- YOUR INSTRUCTIONS -
Whenever a line of the listing contains the string "bounds", return that line.

- RECORDS FOR THIS TASK -
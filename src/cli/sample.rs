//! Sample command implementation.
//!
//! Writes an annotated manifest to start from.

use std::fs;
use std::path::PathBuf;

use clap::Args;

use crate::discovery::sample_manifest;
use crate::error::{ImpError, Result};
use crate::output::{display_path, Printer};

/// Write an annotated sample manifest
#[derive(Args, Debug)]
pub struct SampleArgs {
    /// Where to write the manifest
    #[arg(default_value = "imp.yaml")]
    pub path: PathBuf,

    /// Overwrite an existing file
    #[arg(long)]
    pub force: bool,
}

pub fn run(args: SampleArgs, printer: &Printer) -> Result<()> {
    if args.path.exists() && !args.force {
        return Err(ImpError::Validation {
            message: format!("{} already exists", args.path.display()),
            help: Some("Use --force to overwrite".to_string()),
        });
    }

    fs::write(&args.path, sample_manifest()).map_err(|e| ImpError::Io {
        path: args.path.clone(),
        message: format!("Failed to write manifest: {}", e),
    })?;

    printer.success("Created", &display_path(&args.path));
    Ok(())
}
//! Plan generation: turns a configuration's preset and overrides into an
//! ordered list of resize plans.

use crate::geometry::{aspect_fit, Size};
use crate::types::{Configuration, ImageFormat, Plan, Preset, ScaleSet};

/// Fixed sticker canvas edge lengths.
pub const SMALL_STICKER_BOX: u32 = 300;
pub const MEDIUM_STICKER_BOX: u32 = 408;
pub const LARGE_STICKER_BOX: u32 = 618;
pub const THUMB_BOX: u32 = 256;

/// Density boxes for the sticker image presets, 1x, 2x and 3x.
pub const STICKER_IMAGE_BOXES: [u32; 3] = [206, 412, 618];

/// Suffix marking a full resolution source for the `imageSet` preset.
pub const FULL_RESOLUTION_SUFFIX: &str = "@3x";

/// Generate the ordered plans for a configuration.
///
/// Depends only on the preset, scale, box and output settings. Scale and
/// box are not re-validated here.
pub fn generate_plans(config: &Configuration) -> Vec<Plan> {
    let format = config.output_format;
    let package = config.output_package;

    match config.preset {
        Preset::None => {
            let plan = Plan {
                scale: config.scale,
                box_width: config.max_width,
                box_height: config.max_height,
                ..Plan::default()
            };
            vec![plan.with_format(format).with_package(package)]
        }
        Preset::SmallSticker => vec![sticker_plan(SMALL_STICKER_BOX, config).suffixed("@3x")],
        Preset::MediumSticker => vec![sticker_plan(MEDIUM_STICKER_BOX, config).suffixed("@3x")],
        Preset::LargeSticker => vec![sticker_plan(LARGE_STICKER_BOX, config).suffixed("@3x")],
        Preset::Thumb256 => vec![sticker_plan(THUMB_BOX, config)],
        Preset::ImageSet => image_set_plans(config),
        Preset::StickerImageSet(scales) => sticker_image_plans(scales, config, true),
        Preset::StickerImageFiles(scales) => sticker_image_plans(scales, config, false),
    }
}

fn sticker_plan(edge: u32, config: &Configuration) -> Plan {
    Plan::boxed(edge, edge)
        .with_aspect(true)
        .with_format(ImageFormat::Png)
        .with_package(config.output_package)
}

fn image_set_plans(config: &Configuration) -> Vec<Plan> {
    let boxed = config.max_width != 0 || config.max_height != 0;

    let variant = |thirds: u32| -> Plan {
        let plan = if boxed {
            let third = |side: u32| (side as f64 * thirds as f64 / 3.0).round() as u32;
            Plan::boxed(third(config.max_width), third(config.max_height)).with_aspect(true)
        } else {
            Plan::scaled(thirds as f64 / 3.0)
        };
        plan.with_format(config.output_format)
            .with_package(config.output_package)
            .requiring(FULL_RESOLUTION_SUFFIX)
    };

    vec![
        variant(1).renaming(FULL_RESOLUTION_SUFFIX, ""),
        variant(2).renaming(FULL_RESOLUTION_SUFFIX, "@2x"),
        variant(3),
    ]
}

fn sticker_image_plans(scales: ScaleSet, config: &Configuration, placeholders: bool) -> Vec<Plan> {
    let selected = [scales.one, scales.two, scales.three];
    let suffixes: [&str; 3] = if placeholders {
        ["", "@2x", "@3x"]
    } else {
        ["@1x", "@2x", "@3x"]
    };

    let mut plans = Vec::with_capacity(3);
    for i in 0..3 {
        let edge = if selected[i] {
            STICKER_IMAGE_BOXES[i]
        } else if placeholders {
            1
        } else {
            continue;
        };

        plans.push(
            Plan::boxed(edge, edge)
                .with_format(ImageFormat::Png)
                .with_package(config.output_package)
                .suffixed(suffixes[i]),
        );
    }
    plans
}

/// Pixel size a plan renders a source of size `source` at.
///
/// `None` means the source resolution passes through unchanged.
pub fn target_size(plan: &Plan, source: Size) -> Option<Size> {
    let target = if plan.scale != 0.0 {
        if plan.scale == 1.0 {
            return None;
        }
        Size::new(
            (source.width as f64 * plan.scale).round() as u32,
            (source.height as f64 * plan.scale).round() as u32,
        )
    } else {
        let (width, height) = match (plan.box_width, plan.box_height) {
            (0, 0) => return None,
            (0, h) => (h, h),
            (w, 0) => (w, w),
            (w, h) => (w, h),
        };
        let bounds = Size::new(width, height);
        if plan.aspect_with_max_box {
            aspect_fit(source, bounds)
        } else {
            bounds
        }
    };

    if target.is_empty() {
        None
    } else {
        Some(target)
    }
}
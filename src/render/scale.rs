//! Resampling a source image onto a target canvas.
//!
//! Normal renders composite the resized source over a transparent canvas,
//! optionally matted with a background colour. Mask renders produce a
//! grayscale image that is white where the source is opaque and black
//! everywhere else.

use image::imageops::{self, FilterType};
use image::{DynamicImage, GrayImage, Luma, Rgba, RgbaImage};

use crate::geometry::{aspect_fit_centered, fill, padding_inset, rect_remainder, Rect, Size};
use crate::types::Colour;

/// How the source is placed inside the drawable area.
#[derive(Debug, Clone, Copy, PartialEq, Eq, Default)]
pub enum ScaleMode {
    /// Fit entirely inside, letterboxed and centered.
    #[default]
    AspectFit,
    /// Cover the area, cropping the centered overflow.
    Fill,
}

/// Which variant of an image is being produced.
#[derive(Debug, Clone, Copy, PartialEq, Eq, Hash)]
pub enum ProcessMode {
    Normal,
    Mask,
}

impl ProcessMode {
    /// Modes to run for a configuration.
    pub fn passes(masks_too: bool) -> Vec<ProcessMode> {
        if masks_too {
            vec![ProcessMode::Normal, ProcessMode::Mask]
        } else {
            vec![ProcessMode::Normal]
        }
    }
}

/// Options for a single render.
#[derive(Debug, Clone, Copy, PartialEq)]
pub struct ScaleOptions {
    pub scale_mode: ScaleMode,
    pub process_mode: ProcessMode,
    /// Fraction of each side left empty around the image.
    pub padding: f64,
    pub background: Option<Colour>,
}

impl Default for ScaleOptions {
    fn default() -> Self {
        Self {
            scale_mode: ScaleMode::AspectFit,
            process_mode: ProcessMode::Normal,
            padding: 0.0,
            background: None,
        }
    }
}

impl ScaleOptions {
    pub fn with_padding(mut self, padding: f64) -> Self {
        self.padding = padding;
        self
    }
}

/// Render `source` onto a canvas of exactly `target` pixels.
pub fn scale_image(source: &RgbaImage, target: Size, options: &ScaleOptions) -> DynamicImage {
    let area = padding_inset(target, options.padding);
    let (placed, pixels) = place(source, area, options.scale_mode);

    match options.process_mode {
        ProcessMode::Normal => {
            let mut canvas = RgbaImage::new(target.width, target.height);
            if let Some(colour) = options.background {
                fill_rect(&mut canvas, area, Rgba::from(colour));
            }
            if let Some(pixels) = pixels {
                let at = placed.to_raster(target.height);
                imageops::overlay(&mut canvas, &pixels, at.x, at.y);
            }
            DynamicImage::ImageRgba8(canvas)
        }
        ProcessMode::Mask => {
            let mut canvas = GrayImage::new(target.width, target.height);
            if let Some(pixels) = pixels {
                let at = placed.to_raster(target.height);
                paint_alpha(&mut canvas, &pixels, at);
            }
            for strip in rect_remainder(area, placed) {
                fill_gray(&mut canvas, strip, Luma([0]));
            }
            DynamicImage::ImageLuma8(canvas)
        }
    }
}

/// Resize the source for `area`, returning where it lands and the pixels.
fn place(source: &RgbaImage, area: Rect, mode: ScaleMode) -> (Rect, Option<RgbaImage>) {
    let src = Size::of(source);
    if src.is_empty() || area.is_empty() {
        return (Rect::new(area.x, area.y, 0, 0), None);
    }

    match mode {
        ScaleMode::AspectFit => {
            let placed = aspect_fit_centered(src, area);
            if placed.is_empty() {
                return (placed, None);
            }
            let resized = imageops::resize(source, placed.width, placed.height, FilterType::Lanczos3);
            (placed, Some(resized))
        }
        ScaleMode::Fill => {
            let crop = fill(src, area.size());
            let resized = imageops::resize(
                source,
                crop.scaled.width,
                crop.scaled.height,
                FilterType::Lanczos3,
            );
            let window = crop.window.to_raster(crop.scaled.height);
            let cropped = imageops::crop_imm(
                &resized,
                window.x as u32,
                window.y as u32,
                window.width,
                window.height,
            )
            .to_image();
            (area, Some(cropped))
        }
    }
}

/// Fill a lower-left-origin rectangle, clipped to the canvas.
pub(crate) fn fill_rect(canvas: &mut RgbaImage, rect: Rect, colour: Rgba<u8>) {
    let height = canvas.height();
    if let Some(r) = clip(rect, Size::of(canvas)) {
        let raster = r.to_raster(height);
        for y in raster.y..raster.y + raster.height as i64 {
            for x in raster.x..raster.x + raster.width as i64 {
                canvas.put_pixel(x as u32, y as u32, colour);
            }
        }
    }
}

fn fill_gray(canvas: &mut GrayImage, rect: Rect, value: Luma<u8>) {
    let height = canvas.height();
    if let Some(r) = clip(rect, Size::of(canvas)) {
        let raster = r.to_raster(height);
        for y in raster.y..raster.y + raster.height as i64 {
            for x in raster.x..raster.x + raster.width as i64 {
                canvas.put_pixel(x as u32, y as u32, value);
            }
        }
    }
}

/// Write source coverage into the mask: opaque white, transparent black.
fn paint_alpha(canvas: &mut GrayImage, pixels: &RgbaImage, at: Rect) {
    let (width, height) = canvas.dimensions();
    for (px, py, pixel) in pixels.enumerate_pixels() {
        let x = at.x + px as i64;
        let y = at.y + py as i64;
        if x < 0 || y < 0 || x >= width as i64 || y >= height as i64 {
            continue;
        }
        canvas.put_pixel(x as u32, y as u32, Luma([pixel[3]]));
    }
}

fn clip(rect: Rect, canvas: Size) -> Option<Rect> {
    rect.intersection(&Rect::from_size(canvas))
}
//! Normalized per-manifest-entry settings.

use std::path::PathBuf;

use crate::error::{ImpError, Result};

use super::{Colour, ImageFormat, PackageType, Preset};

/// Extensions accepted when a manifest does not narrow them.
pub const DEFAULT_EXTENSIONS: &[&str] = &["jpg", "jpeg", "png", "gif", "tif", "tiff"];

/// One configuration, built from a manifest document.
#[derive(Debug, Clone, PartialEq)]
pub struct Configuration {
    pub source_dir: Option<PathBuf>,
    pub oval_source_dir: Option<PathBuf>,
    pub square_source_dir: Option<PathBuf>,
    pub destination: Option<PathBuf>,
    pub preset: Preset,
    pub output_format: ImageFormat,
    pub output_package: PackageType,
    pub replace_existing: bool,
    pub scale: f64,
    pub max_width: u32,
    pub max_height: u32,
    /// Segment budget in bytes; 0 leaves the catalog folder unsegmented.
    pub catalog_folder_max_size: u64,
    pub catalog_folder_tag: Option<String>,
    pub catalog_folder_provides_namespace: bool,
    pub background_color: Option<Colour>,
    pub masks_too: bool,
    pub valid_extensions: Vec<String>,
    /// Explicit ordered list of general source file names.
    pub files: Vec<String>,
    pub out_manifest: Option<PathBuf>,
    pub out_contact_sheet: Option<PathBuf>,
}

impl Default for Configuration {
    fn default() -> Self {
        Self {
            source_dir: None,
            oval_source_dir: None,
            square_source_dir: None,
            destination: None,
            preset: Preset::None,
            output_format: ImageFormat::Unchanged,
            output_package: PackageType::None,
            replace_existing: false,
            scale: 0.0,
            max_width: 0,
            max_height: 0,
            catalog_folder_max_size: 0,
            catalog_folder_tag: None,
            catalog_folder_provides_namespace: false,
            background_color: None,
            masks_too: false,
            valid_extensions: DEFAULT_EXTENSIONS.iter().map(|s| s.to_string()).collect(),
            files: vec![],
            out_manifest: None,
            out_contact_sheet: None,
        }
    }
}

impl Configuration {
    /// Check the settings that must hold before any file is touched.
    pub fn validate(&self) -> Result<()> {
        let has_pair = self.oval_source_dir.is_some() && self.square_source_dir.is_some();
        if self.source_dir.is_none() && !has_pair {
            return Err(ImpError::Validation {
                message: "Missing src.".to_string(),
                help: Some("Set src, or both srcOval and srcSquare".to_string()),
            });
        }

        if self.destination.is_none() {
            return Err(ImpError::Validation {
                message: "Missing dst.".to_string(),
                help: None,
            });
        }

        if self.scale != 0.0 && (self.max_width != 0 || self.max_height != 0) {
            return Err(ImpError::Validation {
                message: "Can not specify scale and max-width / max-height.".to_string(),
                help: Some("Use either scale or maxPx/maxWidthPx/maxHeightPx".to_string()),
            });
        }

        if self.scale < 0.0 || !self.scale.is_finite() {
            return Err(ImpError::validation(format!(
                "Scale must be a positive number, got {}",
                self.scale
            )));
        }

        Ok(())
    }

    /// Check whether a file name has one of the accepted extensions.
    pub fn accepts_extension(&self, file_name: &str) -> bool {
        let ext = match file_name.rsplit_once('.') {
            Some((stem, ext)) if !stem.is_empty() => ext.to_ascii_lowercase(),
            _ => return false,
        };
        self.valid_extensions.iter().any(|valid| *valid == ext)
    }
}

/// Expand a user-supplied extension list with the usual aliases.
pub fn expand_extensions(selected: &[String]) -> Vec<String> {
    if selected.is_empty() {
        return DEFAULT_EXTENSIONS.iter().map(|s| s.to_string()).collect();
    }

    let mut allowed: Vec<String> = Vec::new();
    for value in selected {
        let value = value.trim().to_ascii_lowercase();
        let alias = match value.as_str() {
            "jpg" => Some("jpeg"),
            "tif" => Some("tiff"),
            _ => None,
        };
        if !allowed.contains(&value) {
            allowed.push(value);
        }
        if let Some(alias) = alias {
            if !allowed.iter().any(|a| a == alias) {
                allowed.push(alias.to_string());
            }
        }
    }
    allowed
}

- RESPONSE TO THE EXERCISE -
        let bounds = Size::new(width, height);
            aspect_fit(source, bounds)
            bounds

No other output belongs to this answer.